Task statement: Where a line below holds the string "QuestionType", copy that line.

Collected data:
[Start of Attachment]

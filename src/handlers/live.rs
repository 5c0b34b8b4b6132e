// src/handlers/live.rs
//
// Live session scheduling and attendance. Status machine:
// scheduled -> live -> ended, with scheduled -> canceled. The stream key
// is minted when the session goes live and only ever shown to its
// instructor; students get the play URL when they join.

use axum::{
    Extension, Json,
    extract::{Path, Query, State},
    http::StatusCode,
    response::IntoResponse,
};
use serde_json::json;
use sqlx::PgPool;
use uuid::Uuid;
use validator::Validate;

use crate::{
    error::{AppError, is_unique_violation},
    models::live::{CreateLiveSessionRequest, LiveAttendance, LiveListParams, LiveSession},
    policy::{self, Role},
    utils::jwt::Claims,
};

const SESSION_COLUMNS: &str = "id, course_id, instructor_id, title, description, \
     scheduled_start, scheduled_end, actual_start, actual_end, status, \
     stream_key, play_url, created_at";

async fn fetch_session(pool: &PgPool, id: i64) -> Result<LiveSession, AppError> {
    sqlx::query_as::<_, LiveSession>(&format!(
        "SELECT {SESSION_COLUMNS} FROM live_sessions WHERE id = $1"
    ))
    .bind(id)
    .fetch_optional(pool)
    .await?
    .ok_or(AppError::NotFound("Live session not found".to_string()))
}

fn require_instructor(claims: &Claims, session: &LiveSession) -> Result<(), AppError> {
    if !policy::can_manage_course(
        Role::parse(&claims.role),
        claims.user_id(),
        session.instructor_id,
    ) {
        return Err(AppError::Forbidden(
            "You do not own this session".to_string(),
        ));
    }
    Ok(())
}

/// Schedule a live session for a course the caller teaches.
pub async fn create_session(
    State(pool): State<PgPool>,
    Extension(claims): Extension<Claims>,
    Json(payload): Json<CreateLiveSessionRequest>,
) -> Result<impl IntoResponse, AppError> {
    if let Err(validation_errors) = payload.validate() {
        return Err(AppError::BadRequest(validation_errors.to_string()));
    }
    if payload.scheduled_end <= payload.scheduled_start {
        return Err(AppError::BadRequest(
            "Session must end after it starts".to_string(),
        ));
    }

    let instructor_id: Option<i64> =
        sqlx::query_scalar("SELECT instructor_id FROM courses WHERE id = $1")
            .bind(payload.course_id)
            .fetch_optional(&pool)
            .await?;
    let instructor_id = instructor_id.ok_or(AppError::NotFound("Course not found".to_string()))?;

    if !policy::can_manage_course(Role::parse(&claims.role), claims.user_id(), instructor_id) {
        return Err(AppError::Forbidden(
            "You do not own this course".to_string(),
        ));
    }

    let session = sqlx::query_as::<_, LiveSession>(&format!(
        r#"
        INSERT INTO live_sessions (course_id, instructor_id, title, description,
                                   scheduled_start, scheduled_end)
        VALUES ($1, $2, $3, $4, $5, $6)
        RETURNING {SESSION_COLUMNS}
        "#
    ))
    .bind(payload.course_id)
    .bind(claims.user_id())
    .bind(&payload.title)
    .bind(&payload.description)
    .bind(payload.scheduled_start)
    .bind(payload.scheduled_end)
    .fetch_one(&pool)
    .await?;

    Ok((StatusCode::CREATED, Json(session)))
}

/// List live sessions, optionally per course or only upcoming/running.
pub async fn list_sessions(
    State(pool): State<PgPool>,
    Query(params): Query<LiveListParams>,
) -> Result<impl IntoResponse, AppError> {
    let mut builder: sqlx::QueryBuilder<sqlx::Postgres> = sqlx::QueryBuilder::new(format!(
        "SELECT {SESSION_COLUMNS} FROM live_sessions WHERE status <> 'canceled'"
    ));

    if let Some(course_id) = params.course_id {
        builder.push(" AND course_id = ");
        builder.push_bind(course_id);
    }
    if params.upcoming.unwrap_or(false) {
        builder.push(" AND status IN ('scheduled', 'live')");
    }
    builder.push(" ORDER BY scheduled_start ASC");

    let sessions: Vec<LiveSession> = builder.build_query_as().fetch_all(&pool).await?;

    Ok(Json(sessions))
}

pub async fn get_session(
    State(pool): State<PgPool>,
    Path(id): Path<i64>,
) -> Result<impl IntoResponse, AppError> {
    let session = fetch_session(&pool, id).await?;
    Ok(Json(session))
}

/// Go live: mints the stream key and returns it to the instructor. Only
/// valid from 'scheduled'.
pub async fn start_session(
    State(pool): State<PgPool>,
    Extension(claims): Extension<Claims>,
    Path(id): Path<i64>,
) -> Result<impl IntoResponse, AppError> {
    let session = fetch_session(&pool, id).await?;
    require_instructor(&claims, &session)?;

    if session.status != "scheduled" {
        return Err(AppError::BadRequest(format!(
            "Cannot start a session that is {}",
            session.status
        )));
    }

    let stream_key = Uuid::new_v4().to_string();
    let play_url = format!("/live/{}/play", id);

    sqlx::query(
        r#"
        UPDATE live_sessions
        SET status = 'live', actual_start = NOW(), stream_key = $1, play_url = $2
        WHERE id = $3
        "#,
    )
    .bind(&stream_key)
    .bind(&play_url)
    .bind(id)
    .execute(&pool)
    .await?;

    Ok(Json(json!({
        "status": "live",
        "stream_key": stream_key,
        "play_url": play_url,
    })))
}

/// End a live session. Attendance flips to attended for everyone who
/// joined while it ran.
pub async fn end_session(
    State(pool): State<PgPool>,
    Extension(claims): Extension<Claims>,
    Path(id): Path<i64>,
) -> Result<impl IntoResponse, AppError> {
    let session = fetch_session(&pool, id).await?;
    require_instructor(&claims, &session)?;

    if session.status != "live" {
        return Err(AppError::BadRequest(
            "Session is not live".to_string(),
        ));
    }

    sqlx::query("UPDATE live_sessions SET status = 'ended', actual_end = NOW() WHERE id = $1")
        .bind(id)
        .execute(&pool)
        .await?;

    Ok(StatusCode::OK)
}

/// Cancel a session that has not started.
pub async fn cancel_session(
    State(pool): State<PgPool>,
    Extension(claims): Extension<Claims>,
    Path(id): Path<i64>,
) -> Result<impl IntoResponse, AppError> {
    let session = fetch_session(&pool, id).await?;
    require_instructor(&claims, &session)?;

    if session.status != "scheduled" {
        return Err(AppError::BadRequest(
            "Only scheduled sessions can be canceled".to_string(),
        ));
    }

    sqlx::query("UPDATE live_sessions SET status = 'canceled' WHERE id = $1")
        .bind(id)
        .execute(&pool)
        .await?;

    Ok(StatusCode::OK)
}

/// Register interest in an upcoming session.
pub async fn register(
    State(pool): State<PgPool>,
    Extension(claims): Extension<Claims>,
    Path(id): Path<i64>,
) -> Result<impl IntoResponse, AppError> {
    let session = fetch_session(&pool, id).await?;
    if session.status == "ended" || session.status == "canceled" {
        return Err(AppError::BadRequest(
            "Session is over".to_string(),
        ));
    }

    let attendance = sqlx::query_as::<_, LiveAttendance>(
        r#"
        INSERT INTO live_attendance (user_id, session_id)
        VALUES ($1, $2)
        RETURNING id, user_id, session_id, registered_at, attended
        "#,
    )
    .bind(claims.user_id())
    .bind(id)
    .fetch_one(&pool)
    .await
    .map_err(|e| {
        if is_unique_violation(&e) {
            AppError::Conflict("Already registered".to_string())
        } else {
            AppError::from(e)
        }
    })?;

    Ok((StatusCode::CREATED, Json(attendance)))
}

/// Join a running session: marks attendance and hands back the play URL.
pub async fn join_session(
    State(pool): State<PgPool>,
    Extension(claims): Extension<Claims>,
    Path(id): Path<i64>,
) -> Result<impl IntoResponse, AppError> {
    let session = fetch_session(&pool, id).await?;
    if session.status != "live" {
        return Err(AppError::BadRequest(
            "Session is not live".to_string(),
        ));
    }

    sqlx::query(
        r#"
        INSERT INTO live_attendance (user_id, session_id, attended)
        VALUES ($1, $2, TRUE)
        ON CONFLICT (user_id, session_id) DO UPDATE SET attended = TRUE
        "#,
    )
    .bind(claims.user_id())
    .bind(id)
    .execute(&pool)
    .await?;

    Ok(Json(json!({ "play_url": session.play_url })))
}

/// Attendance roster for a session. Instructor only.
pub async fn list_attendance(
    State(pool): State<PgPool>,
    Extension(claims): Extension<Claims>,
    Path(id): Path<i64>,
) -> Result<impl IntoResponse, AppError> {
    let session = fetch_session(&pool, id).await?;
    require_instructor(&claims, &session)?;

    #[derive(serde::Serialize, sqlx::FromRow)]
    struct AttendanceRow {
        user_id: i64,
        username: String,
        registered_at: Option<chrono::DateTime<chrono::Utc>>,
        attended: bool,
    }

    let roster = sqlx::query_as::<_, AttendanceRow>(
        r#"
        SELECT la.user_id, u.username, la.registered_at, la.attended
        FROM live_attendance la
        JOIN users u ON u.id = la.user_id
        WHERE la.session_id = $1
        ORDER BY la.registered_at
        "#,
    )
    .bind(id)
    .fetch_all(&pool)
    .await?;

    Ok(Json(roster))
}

[End of Attachment]
[Start of Attachment]

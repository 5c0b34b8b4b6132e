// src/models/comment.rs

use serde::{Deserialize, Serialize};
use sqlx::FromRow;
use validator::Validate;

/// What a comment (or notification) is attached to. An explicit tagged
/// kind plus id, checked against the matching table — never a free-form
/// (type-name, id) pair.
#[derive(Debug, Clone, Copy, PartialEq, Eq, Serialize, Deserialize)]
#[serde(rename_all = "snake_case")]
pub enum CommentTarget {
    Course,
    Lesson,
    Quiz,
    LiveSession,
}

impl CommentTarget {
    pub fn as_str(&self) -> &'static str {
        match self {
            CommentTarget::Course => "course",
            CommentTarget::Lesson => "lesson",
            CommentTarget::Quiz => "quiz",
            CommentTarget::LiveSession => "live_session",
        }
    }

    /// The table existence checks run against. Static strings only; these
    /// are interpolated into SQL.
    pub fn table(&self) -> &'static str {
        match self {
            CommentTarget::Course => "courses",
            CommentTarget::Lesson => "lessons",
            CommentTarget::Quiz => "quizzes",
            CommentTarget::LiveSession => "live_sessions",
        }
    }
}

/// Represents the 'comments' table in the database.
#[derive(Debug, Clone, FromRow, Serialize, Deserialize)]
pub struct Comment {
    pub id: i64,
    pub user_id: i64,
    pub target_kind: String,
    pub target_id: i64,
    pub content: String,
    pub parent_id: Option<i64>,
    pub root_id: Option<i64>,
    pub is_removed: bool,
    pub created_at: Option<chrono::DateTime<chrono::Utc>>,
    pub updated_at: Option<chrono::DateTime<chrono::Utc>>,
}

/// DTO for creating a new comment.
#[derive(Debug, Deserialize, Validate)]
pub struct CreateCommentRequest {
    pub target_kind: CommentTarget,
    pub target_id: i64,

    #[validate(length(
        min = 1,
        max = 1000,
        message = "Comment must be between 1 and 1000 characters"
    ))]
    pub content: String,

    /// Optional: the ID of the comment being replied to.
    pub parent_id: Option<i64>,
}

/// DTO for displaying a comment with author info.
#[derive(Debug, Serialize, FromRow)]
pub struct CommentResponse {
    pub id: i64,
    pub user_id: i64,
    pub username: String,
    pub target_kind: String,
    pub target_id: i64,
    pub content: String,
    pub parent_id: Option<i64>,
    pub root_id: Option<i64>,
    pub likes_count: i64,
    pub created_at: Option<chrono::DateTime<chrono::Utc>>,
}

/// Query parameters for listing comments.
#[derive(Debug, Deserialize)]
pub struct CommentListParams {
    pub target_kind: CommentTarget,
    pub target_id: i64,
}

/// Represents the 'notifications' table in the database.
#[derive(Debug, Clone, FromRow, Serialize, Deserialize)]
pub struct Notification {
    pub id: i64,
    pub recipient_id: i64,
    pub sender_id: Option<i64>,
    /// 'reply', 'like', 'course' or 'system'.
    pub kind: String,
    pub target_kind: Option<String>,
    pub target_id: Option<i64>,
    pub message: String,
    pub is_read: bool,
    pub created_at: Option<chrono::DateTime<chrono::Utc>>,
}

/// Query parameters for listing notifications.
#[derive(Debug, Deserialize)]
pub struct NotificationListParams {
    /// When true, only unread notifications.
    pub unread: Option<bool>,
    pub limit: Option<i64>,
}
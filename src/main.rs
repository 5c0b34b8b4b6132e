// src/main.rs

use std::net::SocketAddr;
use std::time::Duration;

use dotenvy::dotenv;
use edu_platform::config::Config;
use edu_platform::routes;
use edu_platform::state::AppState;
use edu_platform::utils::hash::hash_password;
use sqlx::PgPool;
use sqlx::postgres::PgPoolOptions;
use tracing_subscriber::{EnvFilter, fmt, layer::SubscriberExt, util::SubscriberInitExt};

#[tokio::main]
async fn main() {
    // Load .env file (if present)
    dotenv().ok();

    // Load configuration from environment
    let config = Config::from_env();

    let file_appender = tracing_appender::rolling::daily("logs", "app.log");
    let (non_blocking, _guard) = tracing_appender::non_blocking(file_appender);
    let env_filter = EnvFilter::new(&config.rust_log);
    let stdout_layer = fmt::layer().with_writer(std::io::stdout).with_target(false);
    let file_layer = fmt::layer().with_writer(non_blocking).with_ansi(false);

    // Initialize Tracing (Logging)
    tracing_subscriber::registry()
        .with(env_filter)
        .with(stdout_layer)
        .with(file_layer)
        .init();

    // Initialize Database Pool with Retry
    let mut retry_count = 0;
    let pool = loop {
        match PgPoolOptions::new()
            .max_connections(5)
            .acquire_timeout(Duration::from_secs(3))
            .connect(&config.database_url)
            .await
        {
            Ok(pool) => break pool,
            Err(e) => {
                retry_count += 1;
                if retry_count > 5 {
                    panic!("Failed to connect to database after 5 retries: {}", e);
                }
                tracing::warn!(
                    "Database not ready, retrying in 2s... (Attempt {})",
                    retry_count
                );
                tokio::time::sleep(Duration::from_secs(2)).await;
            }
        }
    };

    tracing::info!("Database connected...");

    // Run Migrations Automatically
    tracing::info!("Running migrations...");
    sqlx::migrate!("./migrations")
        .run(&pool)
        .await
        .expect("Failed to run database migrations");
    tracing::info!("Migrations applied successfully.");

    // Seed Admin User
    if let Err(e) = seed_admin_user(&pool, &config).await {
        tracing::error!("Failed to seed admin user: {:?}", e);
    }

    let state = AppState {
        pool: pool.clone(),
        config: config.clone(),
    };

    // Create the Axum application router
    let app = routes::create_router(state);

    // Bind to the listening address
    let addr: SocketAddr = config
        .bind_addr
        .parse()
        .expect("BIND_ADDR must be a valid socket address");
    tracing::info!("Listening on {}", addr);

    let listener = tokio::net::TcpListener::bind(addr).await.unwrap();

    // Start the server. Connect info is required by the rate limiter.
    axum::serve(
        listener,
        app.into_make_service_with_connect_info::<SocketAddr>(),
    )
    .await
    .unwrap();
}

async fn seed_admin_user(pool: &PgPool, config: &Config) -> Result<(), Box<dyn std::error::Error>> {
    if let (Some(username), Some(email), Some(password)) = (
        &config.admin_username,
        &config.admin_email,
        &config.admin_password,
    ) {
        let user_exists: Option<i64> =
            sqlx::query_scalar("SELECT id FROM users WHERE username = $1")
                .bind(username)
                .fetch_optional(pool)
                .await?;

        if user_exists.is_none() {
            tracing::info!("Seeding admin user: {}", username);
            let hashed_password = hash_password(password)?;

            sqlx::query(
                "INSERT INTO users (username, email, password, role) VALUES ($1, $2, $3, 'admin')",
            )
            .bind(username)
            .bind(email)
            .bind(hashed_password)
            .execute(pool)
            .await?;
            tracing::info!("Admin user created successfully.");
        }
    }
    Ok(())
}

[End of Attachment]
[Start of Attachment]

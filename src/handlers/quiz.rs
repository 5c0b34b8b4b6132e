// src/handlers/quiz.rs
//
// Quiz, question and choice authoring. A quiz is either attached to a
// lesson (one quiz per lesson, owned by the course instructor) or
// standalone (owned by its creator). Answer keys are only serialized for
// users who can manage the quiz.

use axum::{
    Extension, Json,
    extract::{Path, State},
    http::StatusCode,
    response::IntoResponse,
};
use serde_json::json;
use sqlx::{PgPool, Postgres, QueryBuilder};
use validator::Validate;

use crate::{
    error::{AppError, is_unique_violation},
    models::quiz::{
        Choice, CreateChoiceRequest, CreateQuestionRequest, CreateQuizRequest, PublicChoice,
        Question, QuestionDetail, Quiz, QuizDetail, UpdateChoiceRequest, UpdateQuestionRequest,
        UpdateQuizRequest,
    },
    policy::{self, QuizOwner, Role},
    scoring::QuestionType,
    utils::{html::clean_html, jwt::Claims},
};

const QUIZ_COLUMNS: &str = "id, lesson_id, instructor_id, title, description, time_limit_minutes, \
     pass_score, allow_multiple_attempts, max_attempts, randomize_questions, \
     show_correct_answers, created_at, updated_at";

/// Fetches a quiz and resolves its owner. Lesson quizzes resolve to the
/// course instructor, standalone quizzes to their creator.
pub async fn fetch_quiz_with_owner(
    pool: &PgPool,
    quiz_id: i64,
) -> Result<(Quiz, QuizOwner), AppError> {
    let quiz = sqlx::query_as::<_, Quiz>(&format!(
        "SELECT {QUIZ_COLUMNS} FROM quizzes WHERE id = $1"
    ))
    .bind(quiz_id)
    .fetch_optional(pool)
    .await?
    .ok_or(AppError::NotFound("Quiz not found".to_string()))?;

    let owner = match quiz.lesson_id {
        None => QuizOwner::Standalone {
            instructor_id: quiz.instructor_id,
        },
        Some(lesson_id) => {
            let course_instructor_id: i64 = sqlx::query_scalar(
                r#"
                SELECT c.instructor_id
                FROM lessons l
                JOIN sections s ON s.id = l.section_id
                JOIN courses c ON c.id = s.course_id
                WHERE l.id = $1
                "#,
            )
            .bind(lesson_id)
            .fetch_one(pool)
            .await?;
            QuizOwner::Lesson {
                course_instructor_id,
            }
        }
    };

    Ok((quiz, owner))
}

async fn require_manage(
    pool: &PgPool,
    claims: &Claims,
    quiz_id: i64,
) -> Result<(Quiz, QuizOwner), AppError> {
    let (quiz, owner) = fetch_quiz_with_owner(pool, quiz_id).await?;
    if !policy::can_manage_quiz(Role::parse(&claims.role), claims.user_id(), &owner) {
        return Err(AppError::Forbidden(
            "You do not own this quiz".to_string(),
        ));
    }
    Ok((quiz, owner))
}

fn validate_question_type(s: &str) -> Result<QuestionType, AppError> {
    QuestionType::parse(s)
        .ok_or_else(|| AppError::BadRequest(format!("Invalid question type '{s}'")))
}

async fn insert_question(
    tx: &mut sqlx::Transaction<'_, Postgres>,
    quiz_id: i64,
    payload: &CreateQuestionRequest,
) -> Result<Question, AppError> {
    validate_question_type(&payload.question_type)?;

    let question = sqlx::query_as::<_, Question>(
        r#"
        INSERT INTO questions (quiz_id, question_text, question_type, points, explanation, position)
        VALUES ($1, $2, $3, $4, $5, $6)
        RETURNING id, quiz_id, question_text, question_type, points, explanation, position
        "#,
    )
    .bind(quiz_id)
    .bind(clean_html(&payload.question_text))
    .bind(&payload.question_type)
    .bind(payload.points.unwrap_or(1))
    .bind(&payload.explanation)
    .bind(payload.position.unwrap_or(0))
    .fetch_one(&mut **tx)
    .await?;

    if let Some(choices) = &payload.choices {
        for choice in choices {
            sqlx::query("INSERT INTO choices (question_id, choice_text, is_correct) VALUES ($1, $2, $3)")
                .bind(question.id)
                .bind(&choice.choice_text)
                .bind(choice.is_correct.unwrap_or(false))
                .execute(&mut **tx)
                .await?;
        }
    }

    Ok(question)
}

[End of Attachment]

Answer section:
    scoring::QuestionType,
fn validate_question_type(s: &str) -> Result<QuestionType, AppError> {
    QuestionType::parse(s)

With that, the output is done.